Stored data entries
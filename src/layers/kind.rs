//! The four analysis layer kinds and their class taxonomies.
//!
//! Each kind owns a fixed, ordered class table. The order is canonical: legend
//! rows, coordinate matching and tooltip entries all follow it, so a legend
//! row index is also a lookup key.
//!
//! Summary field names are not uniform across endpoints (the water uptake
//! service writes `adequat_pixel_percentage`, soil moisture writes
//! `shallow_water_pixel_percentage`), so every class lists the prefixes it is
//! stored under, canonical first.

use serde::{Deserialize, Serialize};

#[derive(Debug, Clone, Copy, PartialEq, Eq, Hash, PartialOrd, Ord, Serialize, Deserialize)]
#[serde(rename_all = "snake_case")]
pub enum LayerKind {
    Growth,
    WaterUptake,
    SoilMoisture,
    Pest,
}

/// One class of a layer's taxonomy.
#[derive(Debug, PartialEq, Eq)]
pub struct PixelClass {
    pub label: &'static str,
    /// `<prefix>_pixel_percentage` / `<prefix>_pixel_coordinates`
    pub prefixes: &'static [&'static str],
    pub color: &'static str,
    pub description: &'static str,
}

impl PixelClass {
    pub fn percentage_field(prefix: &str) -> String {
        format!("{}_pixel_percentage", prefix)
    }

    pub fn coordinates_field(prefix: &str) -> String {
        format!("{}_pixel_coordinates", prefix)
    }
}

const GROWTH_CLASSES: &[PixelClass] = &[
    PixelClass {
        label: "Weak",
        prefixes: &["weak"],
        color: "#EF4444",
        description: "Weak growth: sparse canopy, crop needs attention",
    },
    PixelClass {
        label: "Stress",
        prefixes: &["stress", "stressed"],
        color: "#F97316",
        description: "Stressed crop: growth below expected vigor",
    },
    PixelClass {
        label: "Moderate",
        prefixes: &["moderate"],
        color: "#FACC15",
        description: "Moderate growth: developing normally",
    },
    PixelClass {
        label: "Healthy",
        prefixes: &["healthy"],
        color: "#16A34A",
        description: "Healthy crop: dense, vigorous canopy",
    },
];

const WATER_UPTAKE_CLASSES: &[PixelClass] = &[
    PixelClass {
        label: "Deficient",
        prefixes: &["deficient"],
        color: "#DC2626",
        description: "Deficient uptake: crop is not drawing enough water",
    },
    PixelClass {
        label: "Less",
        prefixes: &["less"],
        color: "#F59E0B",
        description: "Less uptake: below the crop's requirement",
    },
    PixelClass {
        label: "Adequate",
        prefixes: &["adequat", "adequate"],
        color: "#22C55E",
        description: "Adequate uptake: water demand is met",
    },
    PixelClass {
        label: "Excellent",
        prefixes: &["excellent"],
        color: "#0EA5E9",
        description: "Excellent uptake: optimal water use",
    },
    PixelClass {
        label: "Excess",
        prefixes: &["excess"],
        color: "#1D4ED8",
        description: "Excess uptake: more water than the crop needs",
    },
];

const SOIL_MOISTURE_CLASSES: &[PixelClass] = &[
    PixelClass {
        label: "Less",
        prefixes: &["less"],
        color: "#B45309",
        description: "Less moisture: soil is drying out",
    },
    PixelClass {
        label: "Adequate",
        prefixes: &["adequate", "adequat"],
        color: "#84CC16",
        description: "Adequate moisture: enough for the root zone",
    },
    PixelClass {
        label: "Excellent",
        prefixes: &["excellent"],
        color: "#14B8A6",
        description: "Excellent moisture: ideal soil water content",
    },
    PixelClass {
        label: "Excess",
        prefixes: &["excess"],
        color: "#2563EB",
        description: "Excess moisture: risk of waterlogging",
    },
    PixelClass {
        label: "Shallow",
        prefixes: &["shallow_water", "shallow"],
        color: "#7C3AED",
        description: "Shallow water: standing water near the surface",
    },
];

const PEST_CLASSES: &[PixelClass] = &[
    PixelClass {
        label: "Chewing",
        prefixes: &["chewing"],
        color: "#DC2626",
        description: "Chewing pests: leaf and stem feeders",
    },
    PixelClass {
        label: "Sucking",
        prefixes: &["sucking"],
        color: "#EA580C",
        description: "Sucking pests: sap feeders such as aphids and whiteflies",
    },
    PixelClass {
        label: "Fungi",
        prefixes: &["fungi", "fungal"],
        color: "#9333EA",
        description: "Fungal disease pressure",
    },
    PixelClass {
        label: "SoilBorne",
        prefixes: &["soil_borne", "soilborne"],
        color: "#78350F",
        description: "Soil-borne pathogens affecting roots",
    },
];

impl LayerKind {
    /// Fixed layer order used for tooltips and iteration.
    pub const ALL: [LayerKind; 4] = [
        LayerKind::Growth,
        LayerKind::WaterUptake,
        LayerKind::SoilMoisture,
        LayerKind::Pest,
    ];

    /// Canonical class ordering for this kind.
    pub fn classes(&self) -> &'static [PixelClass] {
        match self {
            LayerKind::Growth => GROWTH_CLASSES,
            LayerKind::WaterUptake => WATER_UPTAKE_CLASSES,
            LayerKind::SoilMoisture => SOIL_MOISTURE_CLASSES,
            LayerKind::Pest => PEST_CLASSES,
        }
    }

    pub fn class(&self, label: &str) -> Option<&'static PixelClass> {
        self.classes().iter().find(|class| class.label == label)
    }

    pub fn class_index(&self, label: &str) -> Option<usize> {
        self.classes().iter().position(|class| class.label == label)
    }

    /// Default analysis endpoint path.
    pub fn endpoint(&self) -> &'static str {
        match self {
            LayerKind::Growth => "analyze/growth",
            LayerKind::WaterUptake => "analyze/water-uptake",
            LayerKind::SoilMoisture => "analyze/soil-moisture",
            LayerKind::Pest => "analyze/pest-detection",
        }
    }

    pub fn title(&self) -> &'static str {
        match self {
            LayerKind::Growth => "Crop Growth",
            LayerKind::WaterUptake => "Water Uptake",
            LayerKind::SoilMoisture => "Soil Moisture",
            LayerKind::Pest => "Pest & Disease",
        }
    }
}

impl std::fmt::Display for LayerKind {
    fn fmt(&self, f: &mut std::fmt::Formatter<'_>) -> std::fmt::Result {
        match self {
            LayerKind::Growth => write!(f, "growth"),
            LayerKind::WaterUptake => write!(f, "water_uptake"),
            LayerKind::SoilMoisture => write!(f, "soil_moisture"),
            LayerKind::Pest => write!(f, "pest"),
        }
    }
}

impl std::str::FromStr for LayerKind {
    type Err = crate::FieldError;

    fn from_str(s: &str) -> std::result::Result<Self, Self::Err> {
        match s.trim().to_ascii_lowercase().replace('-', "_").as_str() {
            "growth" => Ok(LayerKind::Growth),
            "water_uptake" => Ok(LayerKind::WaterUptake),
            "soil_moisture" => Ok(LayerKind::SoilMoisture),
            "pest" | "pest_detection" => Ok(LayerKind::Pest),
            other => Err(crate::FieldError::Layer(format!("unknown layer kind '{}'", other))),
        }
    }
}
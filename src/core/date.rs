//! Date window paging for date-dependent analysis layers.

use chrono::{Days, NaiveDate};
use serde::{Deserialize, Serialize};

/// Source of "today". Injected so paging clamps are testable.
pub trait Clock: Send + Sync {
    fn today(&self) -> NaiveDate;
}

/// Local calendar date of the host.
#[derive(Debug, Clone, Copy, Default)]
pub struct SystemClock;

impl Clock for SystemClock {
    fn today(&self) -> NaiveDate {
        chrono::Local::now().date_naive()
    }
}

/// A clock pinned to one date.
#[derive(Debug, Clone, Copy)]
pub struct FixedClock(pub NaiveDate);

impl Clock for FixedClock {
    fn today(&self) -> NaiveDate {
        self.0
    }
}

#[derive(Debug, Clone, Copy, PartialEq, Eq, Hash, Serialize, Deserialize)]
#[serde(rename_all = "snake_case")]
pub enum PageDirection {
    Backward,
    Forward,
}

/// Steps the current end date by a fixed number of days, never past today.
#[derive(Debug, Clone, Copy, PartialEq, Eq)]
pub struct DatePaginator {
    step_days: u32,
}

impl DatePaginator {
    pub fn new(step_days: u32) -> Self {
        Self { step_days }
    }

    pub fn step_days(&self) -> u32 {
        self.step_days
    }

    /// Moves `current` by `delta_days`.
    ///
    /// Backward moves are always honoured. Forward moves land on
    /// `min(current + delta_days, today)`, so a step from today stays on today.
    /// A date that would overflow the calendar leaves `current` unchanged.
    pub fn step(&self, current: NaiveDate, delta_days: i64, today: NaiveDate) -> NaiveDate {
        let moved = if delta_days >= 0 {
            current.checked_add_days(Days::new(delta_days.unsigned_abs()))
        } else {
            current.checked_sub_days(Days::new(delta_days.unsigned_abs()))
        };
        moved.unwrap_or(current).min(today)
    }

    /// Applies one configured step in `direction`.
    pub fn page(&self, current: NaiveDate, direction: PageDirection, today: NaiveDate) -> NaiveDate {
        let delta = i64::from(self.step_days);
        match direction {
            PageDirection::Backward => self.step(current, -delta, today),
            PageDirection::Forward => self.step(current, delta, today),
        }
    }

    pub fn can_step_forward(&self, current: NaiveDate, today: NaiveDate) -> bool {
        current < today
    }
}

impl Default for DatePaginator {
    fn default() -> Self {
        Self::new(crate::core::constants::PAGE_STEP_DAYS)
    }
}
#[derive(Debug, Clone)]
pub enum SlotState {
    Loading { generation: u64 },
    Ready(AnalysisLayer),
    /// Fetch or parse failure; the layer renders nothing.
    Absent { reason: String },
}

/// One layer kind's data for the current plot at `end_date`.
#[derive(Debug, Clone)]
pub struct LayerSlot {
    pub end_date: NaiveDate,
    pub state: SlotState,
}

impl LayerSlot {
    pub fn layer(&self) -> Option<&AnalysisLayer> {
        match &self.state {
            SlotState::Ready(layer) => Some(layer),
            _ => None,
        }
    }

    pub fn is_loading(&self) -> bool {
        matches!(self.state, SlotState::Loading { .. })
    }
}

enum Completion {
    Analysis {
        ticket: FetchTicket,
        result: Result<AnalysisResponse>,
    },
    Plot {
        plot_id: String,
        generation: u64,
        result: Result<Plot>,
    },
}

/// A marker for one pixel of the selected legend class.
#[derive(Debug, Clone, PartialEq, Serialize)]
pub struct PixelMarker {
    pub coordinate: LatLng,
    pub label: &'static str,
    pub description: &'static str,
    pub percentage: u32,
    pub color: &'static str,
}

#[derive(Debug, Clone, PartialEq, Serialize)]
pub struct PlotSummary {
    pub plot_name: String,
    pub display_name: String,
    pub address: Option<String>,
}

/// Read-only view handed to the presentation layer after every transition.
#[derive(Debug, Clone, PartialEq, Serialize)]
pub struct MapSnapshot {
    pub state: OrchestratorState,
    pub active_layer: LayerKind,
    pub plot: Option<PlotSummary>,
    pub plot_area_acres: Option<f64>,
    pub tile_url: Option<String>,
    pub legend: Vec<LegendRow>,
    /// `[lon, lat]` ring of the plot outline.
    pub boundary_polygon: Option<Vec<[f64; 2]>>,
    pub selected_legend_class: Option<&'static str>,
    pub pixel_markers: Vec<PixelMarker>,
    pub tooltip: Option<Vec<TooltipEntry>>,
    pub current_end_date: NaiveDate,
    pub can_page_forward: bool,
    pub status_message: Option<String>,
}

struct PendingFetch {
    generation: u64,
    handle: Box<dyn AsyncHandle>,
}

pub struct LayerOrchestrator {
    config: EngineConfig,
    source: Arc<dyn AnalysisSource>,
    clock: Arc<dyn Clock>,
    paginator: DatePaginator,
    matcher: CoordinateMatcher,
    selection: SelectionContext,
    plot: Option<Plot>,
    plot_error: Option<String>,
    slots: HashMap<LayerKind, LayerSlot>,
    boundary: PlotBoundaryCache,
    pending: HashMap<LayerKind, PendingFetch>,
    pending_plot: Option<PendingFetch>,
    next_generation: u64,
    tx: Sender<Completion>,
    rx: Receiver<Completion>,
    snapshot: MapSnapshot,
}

==

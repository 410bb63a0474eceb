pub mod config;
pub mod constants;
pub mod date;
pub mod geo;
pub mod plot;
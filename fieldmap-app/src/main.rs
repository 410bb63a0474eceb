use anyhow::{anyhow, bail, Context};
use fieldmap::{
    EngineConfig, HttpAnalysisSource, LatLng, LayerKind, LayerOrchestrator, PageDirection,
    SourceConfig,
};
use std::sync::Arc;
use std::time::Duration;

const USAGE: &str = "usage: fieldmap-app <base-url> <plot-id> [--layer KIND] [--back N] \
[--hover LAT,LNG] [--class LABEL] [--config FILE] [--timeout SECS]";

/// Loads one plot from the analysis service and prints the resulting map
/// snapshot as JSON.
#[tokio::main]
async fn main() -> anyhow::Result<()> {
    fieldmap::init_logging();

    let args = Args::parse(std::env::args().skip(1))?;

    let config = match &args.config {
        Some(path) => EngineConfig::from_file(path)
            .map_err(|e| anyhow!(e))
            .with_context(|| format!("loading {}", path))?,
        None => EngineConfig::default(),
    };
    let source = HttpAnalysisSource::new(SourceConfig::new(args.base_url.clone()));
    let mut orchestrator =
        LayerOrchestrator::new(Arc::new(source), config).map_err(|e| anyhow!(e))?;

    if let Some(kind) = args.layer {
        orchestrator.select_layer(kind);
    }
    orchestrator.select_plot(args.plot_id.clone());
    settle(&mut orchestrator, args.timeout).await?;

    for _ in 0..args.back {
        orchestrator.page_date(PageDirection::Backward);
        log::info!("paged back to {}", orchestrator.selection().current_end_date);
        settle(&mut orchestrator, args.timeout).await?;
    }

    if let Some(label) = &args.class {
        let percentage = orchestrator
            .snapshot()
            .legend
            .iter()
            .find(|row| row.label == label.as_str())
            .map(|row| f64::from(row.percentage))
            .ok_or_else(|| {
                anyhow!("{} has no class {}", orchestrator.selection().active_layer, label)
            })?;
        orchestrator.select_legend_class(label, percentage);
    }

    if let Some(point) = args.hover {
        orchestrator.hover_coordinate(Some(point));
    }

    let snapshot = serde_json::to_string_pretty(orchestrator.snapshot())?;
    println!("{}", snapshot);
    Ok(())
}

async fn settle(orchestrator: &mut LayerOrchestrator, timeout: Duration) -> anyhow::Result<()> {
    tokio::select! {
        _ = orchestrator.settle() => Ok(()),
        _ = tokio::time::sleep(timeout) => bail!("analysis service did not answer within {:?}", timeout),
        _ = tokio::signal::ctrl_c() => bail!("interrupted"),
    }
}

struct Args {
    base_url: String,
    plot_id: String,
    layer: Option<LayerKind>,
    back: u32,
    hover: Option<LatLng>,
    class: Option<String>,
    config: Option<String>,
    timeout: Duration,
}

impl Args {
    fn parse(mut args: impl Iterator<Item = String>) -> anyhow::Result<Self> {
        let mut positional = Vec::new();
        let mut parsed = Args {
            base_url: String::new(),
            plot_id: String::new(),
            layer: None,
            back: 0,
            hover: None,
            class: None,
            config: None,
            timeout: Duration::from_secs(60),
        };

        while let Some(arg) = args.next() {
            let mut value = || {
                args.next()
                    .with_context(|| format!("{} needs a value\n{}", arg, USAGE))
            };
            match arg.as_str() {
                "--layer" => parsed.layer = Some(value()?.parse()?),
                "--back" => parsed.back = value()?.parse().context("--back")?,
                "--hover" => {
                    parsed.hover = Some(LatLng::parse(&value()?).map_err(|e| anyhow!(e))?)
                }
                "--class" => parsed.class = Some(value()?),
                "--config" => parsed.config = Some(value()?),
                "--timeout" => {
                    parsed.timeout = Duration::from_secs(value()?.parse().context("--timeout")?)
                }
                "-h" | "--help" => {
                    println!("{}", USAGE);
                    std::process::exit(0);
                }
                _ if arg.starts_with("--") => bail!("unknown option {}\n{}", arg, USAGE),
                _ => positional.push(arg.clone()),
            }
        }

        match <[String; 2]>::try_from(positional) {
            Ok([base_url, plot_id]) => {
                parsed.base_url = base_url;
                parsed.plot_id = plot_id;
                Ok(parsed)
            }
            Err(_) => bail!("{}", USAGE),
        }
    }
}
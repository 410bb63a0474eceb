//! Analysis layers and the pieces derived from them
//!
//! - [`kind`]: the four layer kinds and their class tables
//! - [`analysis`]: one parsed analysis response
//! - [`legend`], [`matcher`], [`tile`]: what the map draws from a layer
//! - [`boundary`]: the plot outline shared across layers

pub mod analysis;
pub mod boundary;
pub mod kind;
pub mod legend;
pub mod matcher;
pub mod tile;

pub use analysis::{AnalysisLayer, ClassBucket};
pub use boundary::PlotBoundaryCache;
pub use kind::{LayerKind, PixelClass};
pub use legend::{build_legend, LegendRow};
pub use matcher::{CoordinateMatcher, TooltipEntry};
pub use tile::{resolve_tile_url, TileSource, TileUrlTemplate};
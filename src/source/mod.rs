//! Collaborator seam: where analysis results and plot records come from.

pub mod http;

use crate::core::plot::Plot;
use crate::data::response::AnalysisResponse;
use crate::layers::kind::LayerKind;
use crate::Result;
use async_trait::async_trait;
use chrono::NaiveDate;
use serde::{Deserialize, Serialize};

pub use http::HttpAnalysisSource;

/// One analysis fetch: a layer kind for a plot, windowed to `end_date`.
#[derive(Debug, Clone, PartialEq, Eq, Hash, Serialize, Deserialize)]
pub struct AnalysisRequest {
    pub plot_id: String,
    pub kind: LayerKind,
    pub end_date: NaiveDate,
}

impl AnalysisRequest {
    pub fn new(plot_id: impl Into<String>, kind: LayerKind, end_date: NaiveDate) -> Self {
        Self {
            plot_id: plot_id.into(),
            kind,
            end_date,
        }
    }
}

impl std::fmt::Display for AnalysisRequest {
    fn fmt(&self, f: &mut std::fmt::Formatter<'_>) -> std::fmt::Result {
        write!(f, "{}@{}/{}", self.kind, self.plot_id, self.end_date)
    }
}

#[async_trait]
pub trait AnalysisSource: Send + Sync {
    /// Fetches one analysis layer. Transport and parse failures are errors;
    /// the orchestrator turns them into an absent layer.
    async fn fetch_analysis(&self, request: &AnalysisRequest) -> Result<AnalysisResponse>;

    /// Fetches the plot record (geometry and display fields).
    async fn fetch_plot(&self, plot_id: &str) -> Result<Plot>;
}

**EXERCISE:** From the records above, repeat exactly the lines from the one with "filename src/layers/kind.rs" through the one with "so a legend", both included.

**REPLY:**
filename src/layers/kind.rs
//! The four analysis layer kinds and their class taxonomies.
//!
//! Each kind owns a fixed, ordered class table. The order is canonical: legend
//! rows, coordinate matching and tooltip entries all follow it, so a legend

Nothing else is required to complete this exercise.